|The Walk A Myelin Our Shoes Foundation is proud to announce our first recipient Michele. Michele represents the epitome of the people our Foundation aims to help; despite Michele’s medical challenges she has persevered in life and hasbecome a stronger and more positive person. The one thing that Michele lacks is the finances to seek alternative treatments for her disease. This is where we can help. Please meet Michele:
In 2009, at age 32 Michele began to lose her vision, and went blind in her left eye. Naturally, Michele didn’t jump to the conclusion that she had Multiple Sclerosis (MS) and instead thought it must have been connected to her recent laser eye surgery. However, visits to the optometrist and doctors quickly showed something much more serious. She was diagnosed with Optic Neuritis, a common precursor to MS. After a number of tests, it was confirmed, and Michele was formally diagnosed with MS. Subsequent treatments restored most of her vision and Michele maintained her positive attitude; not letting the diagnosis get her down. Standard MS medications were offered to her, in which included weekly injections, but through learning of all the side effects Michele was unsure about this route and instead decided to try managing the disease on her own through adapting a healthy lifestyle including yoga, health supplements and attention to nutrition.
Michele’s strategy appeared to be working, and in 2010 Michele and her boyfriend Don went to Japan to visit what Michele refers to as her Japanese family, as she had lived there 12 years ago and was excited to finally be returning for a long overdue visit. They trekked around the country for 3 weeks, and while there Don proposed to Michele! Making their trip even more exciting and special. Michele remembers saying to Don how she felt so fortunate to have the strength to trek around Japan, and share a part of her life that was so special to her with him, as she had been feeling progressively weaker in the weeks leading up to their trip.Upon their return, Michele and Don moved onto their next exciting new venture, planning their wedding! However in February 2011, Michele started to feel very fatigued and was struggling for the physical energy to get up and face the days. As always she tried to remain positive knowing it would help her overcome any potential obstacles, but on March 2, 2011 Michele began to feel a weakness and numbness in her legs. Within three days, Michele was hospitalised and was unable to walk or feel her legs. Essentially, Michele was paralysed from the chest down.

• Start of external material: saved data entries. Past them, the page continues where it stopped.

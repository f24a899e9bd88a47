//! Audit hasher behind the simulated blockchain endpoint
//!
//! Digests include the timestamp they were taken at. The timestamp is
//! returned and stored alongside them, so any recorded row can be
//! re-hashed with [`AuditHasher::verify`].

use chrono::{DateTime, SecondsFormat, Utc};
use rand::Rng;
use sha2::{Digest, Sha256};
use shared::{AuditDigests, AuditReceipt};

/// Hex characters kept from the second digest
const TRANSACTION_HASH_CHARS: usize = 40;

#[derive(Debug, Clone, Copy, Default)]
pub struct AuditHasher;

impl AuditHasher {
    /// Canonical timestamp form used inside the hash preimages
    pub fn format_timestamp(at: &DateTime<Utc>) -> String {
        at.to_rfc3339_opts(SecondsFormat::Micros, true)
    }

    /// Compute both digests for `content` and `address` at `at`
    pub fn digest(&self, content: &str, address: &str, at: &DateTime<Utc>) -> AuditDigests {
        let hashed_at = Self::format_timestamp(at);

        let data_hash = sha256_hex(&format!("{content}_{hashed_at}"));
        let full = sha256_hex(&format!("{data_hash}_{address}_{hashed_at}"));
        let transaction_hash = format!("0x{}", &full[..TRANSACTION_HASH_CHARS]);

        AuditDigests {
            data_hash,
            transaction_hash,
            hashed_at,
        }
    }

    /// Recompute the digests from the recorded timestamp and compare
    pub fn verify(&self, content: &str, address: &str, digests: &AuditDigests) -> bool {
        match DateTime::parse_from_rfc3339(&digests.hashed_at) {
            Ok(at) => self.digest(content, address, &at.with_timezone(&Utc)) == *digests,
            Err(_) => false,
        }
    }

    /// Wrap digests in a simulated chain receipt
    pub fn receipt<R: Rng + ?Sized>(&self, digests: AuditDigests, rng: &mut R) -> AuditReceipt {
        AuditReceipt {
            digests,
            block_number: rng.gen_range(1_000_000..2_000_000),
            gas_used: rng.gen_range(21_000..50_000),
            confirmation_time: "~15s".to_string(),
            storage_cost: format!("{:.4} ETH", rng.gen_range(0.001..0.01)),
        }
    }
}

fn sha256_hex(input: &str) -> String {
    hex::encode(Sha256::digest(input.as_bytes()))
}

It was this relapse that shook Michele’s positive attitude. She felt at a loss as her ability to walk had been taken away and her independence lost. She spent her birthday in the hospital with friends, and made the best of the situation. Ever the fighter Michele, is working hard through pyhsio everyday to regain her ability to walk without aids, and combat her cognitive dysfunction, that she describes as trying to get to the next level on a video game “you know the course, but there are so many funny new little things that pop up out of nowhere in your way,” said Michele. She has found creative outlets that have kept her connected as well as allowed her to support others with MS, while she herself is still in her own healing process. She has joined the World Wide Good News, awebsite that she posts video blogs on that describe her experiences with MS and how one can cope and keep positive even with the illness. She was introduced to the WAMS Foundation and has been given another reason to believe that things can be even better for MS patients.
Michele is an active member of her community, working in a local community arts centre, volunteering for various organisations year round and always giving whenever she can. She is seen as someone who inspires and motivates others in both her professional and personal life. A lover of culture, music and the arts she has spent much of her time learning through working with people, and savouring the joys and riches that life brings through personal connections.
Michele has spent her life giving to others, and even though she is not physically able to give as she used to, she continues to give from within the confines this terrible disease has given her. She is a testament to the human spirit and inspiration to those who know her. And now, to all of us as well.